As the treatment is performed in a MRI suite under live MRI-thermometry, ablation extent can be monitored during treatment and real-time adjustments can be made for complete treatment of the intended target volume [5, 6, 22]. MRI guidance also facilitates sparing of surrounding sensitive structures. In Phase I, none of our patients experienced incontinence, and erectile function returned to baseline levels after 6 months. No significant differences were observed in TACT study patients at 6 months. However, 4 of 15 (26.6%) and 1 of 15 (6.7%) TACT patients used pads due to urgency and mild incontinence at 1 and 3 months, respectively. This may have influenced transient differences in quality of life, favoring Phase I patients at 3 months. Median IIEF scores had not yet returned to baseline in TACT patients after 6 months as in Phase I, but there were no significant differences in the number of patients with erections sufficient for penetration between groups, or between baseline and 6 months for either group. We attribute the observed differences to the reduction of the safety margin from the prostatic capsule and the subsequently increased treatment volume and delivered energy.

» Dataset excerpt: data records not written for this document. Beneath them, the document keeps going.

impl CsvTableReader {
    /// Create a comma-delimited reader
    pub fn new() -> Self {
        Self { delimiter: b',' }
    }

    /// Set a custom delimiter
    pub fn with_delimiter(delimiter: u8) -> Self {
        Self { delimiter }
    }

    fn open(&self, path: &Path) -> Result<csv::Reader<File>> {
        let file = File::open(path)?;
        Ok(self.builder().from_reader(file))
    }

    fn builder(&self) -> ReaderBuilder {
        let mut builder = ReaderBuilder::new();
        builder
            .has_headers(true)
            .delimiter(self.delimiter)
            .trim(Trim::All);
        builder
    }

    /// Load an applicant table from a file
    pub fn read_applicants(&self, path: &Path) -> Result<ApplicantTable> {
        let reader = self.open(path)?;
        let table = Self::applicants_from_csv(reader)?;
        log::info!("Loaded {} applicants from {}", table.len(), path.display());
        Ok(table)
    }

    /// Load an applicant table from any reader
    pub fn read_applicants_from<R: Read>(&self, source: R) -> Result<ApplicantTable> {
        Self::applicants_from_csv(self.builder().from_reader(source))
    }

    fn applicants_from_csv<R: Read>(mut reader: csv::Reader<R>) -> Result<ApplicantTable> {
        let headers = reader.headers()?.clone();

        let id = find_column(&headers, columns::SK_ID_CURR)?;
        let target = optional_column(&headers, columns::TARGET);
        let days_birth = find_column(&headers, columns::DAYS_BIRTH)?;
        let days_employed = find_column(&headers, columns::DAYS_EMPLOYED)?;
        let ext1 = find_column(&headers, columns::EXT_SOURCE_1)?;
        let ext2 = find_column(&headers, columns::EXT_SOURCE_2)?;
        let ext3 = find_column(&headers, columns::EXT_SOURCE_3)?;
        let income = find_column(&headers, columns::AMT_INCOME_TOTAL)?;
        let credit = find_column(&headers, columns::AMT_CREDIT)?;
        let annuity = find_column(&headers, columns::AMT_ANNUITY)?;
        let goods = find_column(&headers, columns::AMT_GOODS_PRICE)?;

        let passthrough: Vec<usize> = headers
            .iter()
            .enumerate()
            .filter(|(_, name)| {
                !columns::APPLICANT_TYPED
                    .iter()
                    .any(|typed| typed.eq_ignore_ascii_case(name))
            })
            .map(|(idx, _)| idx)
            .collect();
        let passthrough_columns: Vec<String> =
            passthrough.iter().map(|idx| headers[*idx].to_string()).collect();

        let mut rows = Vec::new();
        for (n, result) in reader.records().enumerate() {
            let record = result?;
            let row = n + 1;
            let cell = |idx: usize| RawCell {
                record: &record,
                headers: &headers,
                idx,
                row,
            };

            rows.push(ApplicantRecord {
                id: cell(id).id()?,
                target: match target {
                    Some(idx) => cell(idx).label()?,
                    None => None,
                },
                days_birth: cell(days_birth).number()?,
                days_employed: cell(days_employed).number()?,
                ext_source_1: cell(ext1).number()?,
                ext_source_2: cell(ext2).number()?,
                ext_source_3: cell(ext3).number()?,
                amt_income_total: cell(income).number()?,
                amt_credit: cell(credit).number()?,
                amt_annuity: cell(annuity).number()?,
                amt_goods_price: cell(goods).number()?,
                passthrough: passthrough.iter().map(|idx| cell(*idx).text()).collect(),
            });
        }

        Ok(ApplicantTable::with_passthrough(passthrough_columns, rows)?
            .with_target_column(target.is_some()))
    }

    /// Load bureau credits from a file
    pub fn read_bureau(&self, path: &Path) -> Result<Vec<BureauRecord>> {
        let records = Self::bureau_from_csv(self.open(path)?)?;
        log::info!("Loaded {} bureau rows from {}", records.len(), path.display());
        Ok(records)
    }

    /// Load bureau credits from any reader
    pub fn read_bureau_from<R: Read>(&self, source: R) -> Result<Vec<BureauRecord>> {
        Self::bureau_from_csv(self.builder().from_reader(source))
    }

    fn bureau_from_csv<R: Read>(mut reader: csv::Reader<R>) -> Result<Vec<BureauRecord>> {
        let headers = reader.headers()?.clone();
        let id = find_column(&headers, columns::SK_ID_CURR)?;
        let status = find_column(&headers, columns::CREDIT_ACTIVE)?;
        let overdue = find_column(&headers, columns::AMT_CREDIT_SUM_OVERDUE)?;
        let debt = find_column(&headers, columns::AMT_CREDIT_SUM_DEBT)?;
        let credit_sum = find_column(&headers, columns::AMT_CREDIT_SUM)?;

        let mut out = Vec::new();
        for (n, result) in reader.records().enumerate() {
            let record = result?;
            let cell = |idx: usize| RawCell {
                record: &record,
                headers: &headers,
                idx,
                row: n + 1,
            };
            out.push(BureauRecord {
                applicant_id: cell(id).id()?,
                credit_active: cell(status).text(),
                amt_credit_sum_overdue: cell(overdue).number()?,
                amt_credit_sum_debt: cell(debt).number()?,
                amt_credit_sum: cell(credit_sum).number()?,
            });
        }
        Ok(out)
    }

    /// Load previous applications from a file
    pub fn read_previous_applications(&self, path: &Path) -> Result<Vec<PreviousApplicationRecord>> {
        let records = Self::previous_from_csv(self.open(path)?)?;
        log::info!(
            "Loaded {} previous applications from {}",
            records.len(),
            path.display()
        );
        Ok(records)
    }

    /// Load previous applications from any reader
    pub fn read_previous_applications_from<R: Read>(
        &self,
        source: R,
    ) -> Result<Vec<PreviousApplicationRecord>> {
        Self::previous_from_csv(self.builder().from_reader(source))
    }

    fn previous_from_csv<R: Read>(
        mut reader: csv::Reader<R>,
    ) -> Result<Vec<PreviousApplicationRecord>> {
        let headers = reader.headers()?.clone();
        let id = find_column(&headers, columns::SK_ID_CURR)?;
        let status = find_column(&headers, columns::NAME_CONTRACT_STATUS)?;

        let mut out = Vec::new();
        for (n, result) in reader.records().enumerate() {
            let record = result?;
            let cell = |idx: usize| RawCell {
                record: &record,
                headers: &headers,
                idx,
                row: n + 1,
            };
            out.push(PreviousApplicationRecord {
                applicant_id: cell(id).id()?,
                name_contract_status: cell(status).text(),
            });
        }
        Ok(out)
    }

    /// Load installment payments from a file
    pub fn read_installments(&self, path: &Path) -> Result<Vec<InstallmentRecord>> {
        let records = Self::installments_from_csv(self.open(path)?)?;
        log::info!(
            "Loaded {} installment rows from {}",
            records.len(),
            path.display()
        );
        Ok(records)
    }

    /// Load installment payments from any reader
    pub fn read_installments_from<R: Read>(&self, source: R) -> Result<Vec<InstallmentRecord>> {
        Self::installments_from_csv(self.builder().from_reader(source))
    }

    fn installments_from_csv<R: Read>(mut reader: csv::Reader<R>) -> Result<Vec<InstallmentRecord>> {
        let headers = reader.headers()?.clone();
        let id = find_column(&headers, columns::SK_ID_CURR)?;
        let due = find_column(&headers, columns::DAYS_INSTALMENT)?;
        let paid = find_column(&headers, columns::DAYS_ENTRY_PAYMENT)?;

        let mut out = Vec::new();
        for (n, result) in reader.records().enumerate() {
            let record = result?;
            let cell = |idx: usize| RawCell {
                record: &record,
                headers: &headers,
                idx,
                row: n + 1,
            };
            out.push(InstallmentRecord {
                applicant_id: cell(id).id()?,
                days_instalment: cell(due).number()?,
                days_entry_payment: cell(paid).number()?,
            });
        }
        Ok(out)
    }
}

impl Default for CsvTableReader {
    fn default() -> Self {
        Self::new()
    }
}

/// Find column index by name
fn find_column(headers: &StringRecord, name: &str) -> Result<usize> {
    optional_column(headers, name).ok_or_else(|| CreditError::MissingColumn(name.to_string()))
}

fn optional_column(headers: &StringRecord, name: &str) -> Option<usize> {
    headers.iter().position(|h| h.eq_ignore_ascii_case(name))
}

/// One cell of a data row, with enough context for error messages
struct RawCell<'r> {
    record: &'r StringRecord,
    headers: &'r StringRecord,
    idx: usize,
    row: usize,
}

impl RawCell<'_> {
    fn raw(&self) -> Option<&str> {
        self.record
            .get(self.idx)
            .filter(|v| !MISSING_TOKENS.contains(v))
    }

    fn error(&self) -> CreditError {
        CreditError::ParseError {
            row: self.row,
            column: self.headers.get(self.idx).unwrap_or_default().to_string(),
            value: self.record.get(self.idx).unwrap_or_default().to_string(),
        }
    }

    fn number(&self) -> Result<Option<f64>> {
        match self.raw() {
            None => Ok(None),
            Some(v) => v.parse::<f64>().map(Some).map_err(|_| self.error()),
        }
    }

    fn id(&self) -> Result<ApplicantId> {
        self.raw()
            .and_then(|v| v.parse::<ApplicantId>().ok())
            .ok_or_else(|| self.error())
    }

    /// Integer label; "1.0" style values from float exports are accepted
    fn label(&self) -> Result<Option<i32>> {
        match self.raw() {
            None => Ok(None),
            Some(v) => match v.parse::<i32>() {
                Ok(label) => Ok(Some(label)),
                Err(_) => match v.parse::<f64>() {
                    Ok(f) if f.fract() == 0.0
                        && f >= i32::MIN as f64
                        && f <= i32::MAX as f64 =>
                    {
                        Ok(Some(f as i32))
                    }
                    _ => Err(self.error()),
                },
            },
        }
    }

    fn text(&self) -> Option<String> {
        self.raw().map(str::to_string)
    }
}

During the Phase I trial, a high rate of urinary tract infections across all three study centers was a matter of concern and attributed to the preoperative cystoscopy, the suprapubic catheter, or insertion of the transurethral ultrasound device [4]. At our institution infections occurred more often in TACT patients, but this difference was not statistically significant. The rate of epididymitis was also higher in TACT patients. Urinary tract infections attributed to necrosis caused by thermoablative treatments of the prostate are not uncommon and have been described extensively for transurethral needle ablation [23], transurethral microwave thermotherapy [24, 25], transurethral laser coagulation [26], and transrectal HIFU [19]. The higher rates of urinary tract infections in TACT patients may, therefore, be attributed to increased necrosis as a result of the higher energy delivered to a larger treatment volume. As infection rates are a matter of concern, action should be taken to overcome this issue. In transrectal HIFU, the combination with TURP to remove debris reduced the infection rate significantly [27], but is also used to overcome high rates of obstructive micturition and bladder neck obstructions. As described by Chaussy et al., the use of low-dose antibiotic prophylaxis also resulted in significantly lower urinary infection rates after HIFU [18]. In our collective, all patients with symptomatic urinary tract infections were treated successfully by antibiotics. To overcome the high rates of urinary tract infections observed in TULSA throughout the Phase I and TACT trials, extension of antibiotic prophylaxis from a solely perioperative course to several weeks after TULSA should be considered.

Limitations of this study include the small number of patients and the short follow-up of 6 months. Although early clinical safety can be evaluated at 6 months, evidence of oncological efficacy for TACT patients requires further follow-up including prostate biopsy at 12 months, and long-term evaluation of clinical safety is needed to rule out late toxicity.

Conclusion

TULSA is a safe and well-tolerated treatment for transurethral ablation of prostatic tissue, as demonstrated in a Phase I safety and feasibility trial. For the subsequent TACT Pivotal study of safety and efficacy, intensified treatment parameters increased ablation extent from 90 to 98% coverage of the prostate. Comparing adverse events and functional outcomes in subgroups of patients from the Phase I and TACT trials who were treated at a single experienced institution demonstrated that clinical safety was not affected by these changes to the treatment algorithm.